I wrote ClawExplorer.AI because the OpenClaw community had a discovery problem: the events existed, but they were spread across Luma, Eventbrite, Meetup, and one-off pages. The useful thing was not another announcement. The useful thing was a directory.

What I built
ClawExplorer.AI is a public directory for OpenClaw events: ClawCons, workshops, meetups, hackathons, and related community gatherings. It gives people one place to search by city, country, organizer, status, and date instead of asking them to follow scattered event links across multiple platforms.
The repository started on April 30, 2026 with the initial commit Initial ClawExplorer site import. The live site is static where it can be static, dynamic only where it needs to accept submissions, and designed around a reviewed data pipeline rather than ad hoc manual edits.
The workflow
The system has two paths into the same dataset.
Collector path. A maintained seed list points at OpenClaw event pages on Luma, Eventbrite, and Meetup. The collector fetches pages, extracts source fields, normalizes each record, classifies event format and topic tags, deduplicates records, applies verification metadata, and writes packaged JSON outputs.
Community path. A visitor can submit an event through the site. The browser builds a record that matches the event schema, posts it to a small PHP submit endpoint, and the endpoint validates, rate-limits, checks for duplicates, and opens a GitHub pull request against directory-manual.json. A maintainer reviews and merges. The same build and deploy path handles the result.

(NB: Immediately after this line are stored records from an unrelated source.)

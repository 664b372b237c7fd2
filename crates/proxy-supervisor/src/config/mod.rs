use anyhow::{Context, Result};
use serde::{Deserialize, Serialize};
use std::path::{Path, PathBuf};
use std::time::Duration;

pub mod validation;

/// Artifact launched when neither the config nor the environment names one
pub const DEFAULT_ARTIFACT_PATH: &str = "dist/apps/mcp-devkit/main.js";

/// Environment variable that overrides the artifact path
pub const DEFAULT_ARTIFACT_PATH_ENV: &str = "MCP_DEVKIT_PATH";

/// Top-level configuration structure
#[derive(Debug, Clone, Default, Serialize, Deserialize)]
pub struct SupervisorConfig {
    #[serde(default)]
    pub target: TargetConfig,
    #[serde(default)]
    pub restart: RestartSettings,
    #[serde(default)]
    pub shutdown: ShutdownSettings,
    #[serde(default)]
    pub watch: WatchSettings,
    #[serde(default)]
    pub stdio: StdioSettings,
}

/// What to launch
#[derive(Debug, Clone, Serialize, Deserialize)]
pub struct TargetConfig {
    #[serde(default = "default_command")]
    pub command: String,

    /// Script handed to `command` as its first argument
    #[serde(default, skip_serializing_if = "Option::is_none")]
    pub artifact_path: Option<PathBuf>,

    #[serde(default = "default_artifact_path_env")]
    pub artifact_path_env: String,

    /// Extra arguments appended after the artifact path
    #[serde(default)]
    pub args: Vec<String>,

    #[serde(default, skip_serializing_if = "Option::is_none")]
    pub working_directory: Option<PathBuf>,

    #[serde(skip)]
    pub artifact_source: ArtifactSource,
}

/// Where the artifact path came from, for startup diagnostics
#[derive(Debug, Clone, Copy, Default, PartialEq, Eq)]
pub enum ArtifactSource {
    #[default]
    Default,
    ConfigFile,
    Environment,
    CommandLine,
}

impl std::fmt::Display for ArtifactSource {
    fn fmt(&self, f: &mut std::fmt::Formatter<'_>) -> std::fmt::Result {
        match self {
            ArtifactSource::Default => write!(f, "default"),
            ArtifactSource::ConfigFile => write!(f, "config file"),
            ArtifactSource::Environment => write!(f, "environment"),
            ArtifactSource::CommandLine => write!(f, "command line"),
        }
    }
}

impl Default for TargetConfig {
    fn default() -> Self {
        Self {
            command: default_command(),
            artifact_path: None,
            artifact_path_env: default_artifact_path_env(),
            args: Vec::new(),
            working_directory: None,
            artifact_source: ArtifactSource::Default,
        }
    }
}

impl TargetConfig {
    pub fn artifact_path(&self) -> PathBuf {
        self.artifact_path
            .clone()
            .unwrap_or_else(|| PathBuf::from(DEFAULT_ARTIFACT_PATH))
    }

    pub fn set_artifact_path(&mut self, path: impl Into<PathBuf>, source: ArtifactSource) {
        self.artifact_path = Some(path.into());
        self.artifact_source = source;
    }

    /// Arguments passed to `command`: the artifact path, then `args`.
    pub fn resolved_args(&self) -> Vec<String> {
        let mut args = Vec::with_capacity(self.args.len() + 1);
        args.push(self.artifact_path().to_string_lossy().into_owned());
        args.extend(self.args.iter().cloned());
        args
    }

    /// Human-readable command line, for logs only.
    pub fn command_line(&self) -> String {
        std::iter::once(self.command.clone())
            .chain(self.resolved_args())
            .collect::<Vec<_>>()
            .join(" ")
    }
}

/// Crash restart budget
#[derive(Debug, Clone, Serialize, Deserialize)]
pub struct RestartSettings {
    #[serde(default = "default_restart_delay", with = "duration_serde")]
    pub delay: Duration,
    #[serde(default = "default_max_attempts")]
    pub max_attempts: u32,
    /// How long a child has to stay up before the attempt counter resets
    #[serde(default = "default_reset_after", with = "duration_serde")]
    pub reset_after: Duration,
}

impl Default for RestartSettings {
    fn default() -> Self {
        Self {
            delay: default_restart_delay(),
            max_attempts: default_max_attempts(),
            reset_after: default_reset_after(),
        }
    }
}

/// Grace windows between SIGTERM and SIGKILL
#[derive(Debug, Clone, Serialize, Deserialize)]
pub struct ShutdownSettings {
    #[serde(default = "default_grace_timeout", with = "duration_serde")]
    pub grace_timeout: Duration,
    #[serde(default = "default_grace_timeout", with = "duration_serde")]
    pub restart_grace_timeout: Duration,
}

impl Default for ShutdownSettings {
    fn default() -> Self {
        Self {
            grace_timeout: default_grace_timeout(),
            restart_grace_timeout: default_grace_timeout(),
        }
    }
}

#[derive(Debug, Clone, Serialize, Deserialize)]
pub struct WatchSettings {
    #[serde(default = "default_true")]
    pub enabled: bool,
    /// Overrides the directory derived from the artifact path
    #[serde(default, skip_serializing_if = "Option::is_none")]
    pub directory: Option<PathBuf>,
    #[serde(default = "default_extensions")]
    pub extensions: Vec<String>,
    #[serde(default = "default_debounce", with = "duration_serde")]
    pub debounce: Duration,
}

impl Default for WatchSettings {
    fn default() -> Self {
        Self {
            enabled: true,
            directory: None,
            extensions: default_extensions(),
            debounce: default_debounce(),
        }
    }
}

#[derive(Debug, Clone, Default, Serialize, Deserialize)]
pub struct StdioSettings {
    /// Start a graceful shutdown once the supervisor's stdin reaches EOF
    #[serde(default)]
    pub shutdown_on_stdin_eof: bool,
}

impl SupervisorConfig {
    /// Load configuration from a YAML file
    pub fn load_from_file<P: AsRef<Path>>(path: P) -> Result<Self> {
        let content = std::fs::read_to_string(&path)
            .with_context(|| format!("Failed to read config file: {}", path.as_ref().display()))?;

        Self::load_from_string(&content)
    }

    /// Load configuration from a YAML string
    pub fn load_from_string(content: &str) -> Result<Self> {
        let mut config: SupervisorConfig =
            serde_yaml::from_str(content).context("Failed to parse YAML configuration")?;

        if config.target.artifact_path.is_some() {
            config.target.artifact_source = ArtifactSource::ConfigFile;
        }
        config.watch.extensions = proxy_watch::normalize_extensions(&config.watch.extensions);

        config.validate()?;
        Ok(config)
    }

    /// Validate the configuration
    pub fn validate(&self) -> Result<()> {
        validation::validate_config(self)
    }

    /// Apply the artifact path override from the process environment.
    pub fn apply_env_overrides(&mut self) {
        self.apply_env_with(|name| std::env::var(name).ok());
    }

    /// Apply the artifact path override using `lookup` to read variables.
    ///
    /// A set, non-empty variable wins over the config file and the default.
    pub fn apply_env_with<F>(&mut self, lookup: F)
    where
        F: Fn(&str) -> Option<String>,
    {
        if self.target.artifact_path_env.is_empty() {
            return;
        }
        if let Some(value) = lookup(&self.target.artifact_path_env).filter(|v| !v.is_empty()) {
            self.target
                .set_artifact_path(value, ArtifactSource::Environment);
        }
    }

    /// Directory the file watcher observes.
    ///
    /// `watch.directory` if set, otherwise derived from the artifact path
    /// relative to the child's working directory.
    pub fn watch_directory(&self) -> Result<PathBuf> {
        let cwd = std::env::current_dir().context("Failed to read current directory")?;
        Ok(self.watch_directory_from(&cwd))
    }

    /// Same as [`watch_directory`](Self::watch_directory) with an explicit process cwd.
    pub fn watch_directory_from(&self, cwd: &Path) -> PathBuf {
        let base = match &self.target.working_directory {
            Some(dir) => cwd.join(dir),
            None => cwd.to_path_buf(),
        };

        match &self.watch.directory {
            Some(dir) => base.join(dir),
            None => proxy_watch::derive_watch_dir(&self.target.artifact_path(), &base),
        }
    }
}

fn default_command() -> String {
    "node".to_string()
}

fn default_artifact_path_env() -> String {
    DEFAULT_ARTIFACT_PATH_ENV.to_string()
}

fn default_restart_delay() -> Duration {
    Duration::from_millis(1000)
}

fn default_max_attempts() -> u32 {
    10
}

fn default_reset_after() -> Duration {
    Duration::from_secs(1)
}

fn default_grace_timeout() -> Duration {
    Duration::from_millis(5000)
}

fn default_true() -> bool {
    true
}

fn default_extensions() -> Vec<String> {
    vec![".js".to_string(), ".json".to_string()]
}

fn default_debounce() -> Duration {
    Duration::from_millis(100)
}

// Custom serialization for Duration
mod duration_serde {
    use serde::{Deserialize, Deserializer, Serializer};
    use std::time::Duration;

    pub fn serialize<S>(duration: &Duration, serializer: S) -> Result<S::Ok, S::Error>
    where
        S: Serializer,
    {
        serializer.serialize_str(&format!("{}ms", duration.as_millis()))
    }

    pub fn deserialize<'de, D>(deserializer: D) -> Result<Duration, D::Error>
    where
        D: Deserializer<'de>,
    {
        let s = String::deserialize(deserializer)?;
        parse_duration(&s).map_err(serde::de::Error::custom)
    }

    pub(super) fn parse_duration(s: &str) -> Result<Duration, String> {
        let s = s.trim();
        let invalid = || format!("Invalid duration: {}", s);

        // "ms" before "s", since "ms" ends with 's'
        if let Some(num) = s.strip_suffix("ms") {
            num.trim().parse().map(Duration::from_millis).map_err(|_| invalid())
        } else if let Some(num) = s.strip_suffix('s') {
            num.trim().parse().map(Duration::from_secs).map_err(|_| invalid())
        } else if let Some(num) = s.strip_suffix('m') {
            num.trim()
                .parse::<u64>()
                .ok()
                .and_then(|mins| mins.checked_mul(60))
                .map(Duration::from_secs)
                .ok_or_else(invalid)
        } else {
            Err(format!("Duration must end with 's', 'ms', or 'm': {}", s))
        }
    }
}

That matters because both paths converge. Pipeline-found events and community-submitted events are not two separate systems. The homepage fetches directory-public.json and directory-manual.json, dedupes on canonical_event_id, and renders the union.
What runs after merge
A merge to main kicks off GitHub Actions. The deploy workflow validates the directory JSON, builds static event detail pages, builds the master calendar file, builds the sitemap, stages only public-safe artifacts, strips internal-only data before deploy, and rsyncs the output to the GoDaddy document root.
There is also a separate geocoding workflow. It refreshes location cache data after directory changes instead of slowing every deploy. That separation keeps the audit trail clear: one workflow builds and ships the site, another enriches coordinates when needed.
Why this shape
I wanted the directory to be boring in the places that matter. Static pages are easy to cache and inspect. JSON outputs are easy to validate. Pull requests make community submissions reviewable. A small PHP endpoint fits the hosting environment without adding another vendor. GitHub Actions gives the workflow a visible audit trail.
The current dataset shape reflects that bias. At the time I reviewed the repo for this write-up, the packaged run summary showed 44 fetched pages, 42 canonical records, 38 publishable public records, and QA passed. The public records were classified across meetups, workshops, social events, a bootcamp, a conference, and unknowns where the source signal was not strong enough to guess.
What this demonstrates
ClawExplorer is a small site, but it is a useful pattern: use AI-assisted research and implementation to turn scattered community demand into a durable public artifact. The hard part is not only making a page. The hard part is designing the pipeline so the page can keep being true after the first launch.
That means source preservation, repeatable extraction, schema validation, dedupe, review queues, deploy checks, public/private artifact boundaries, and a way for the community to add data without bypassing review.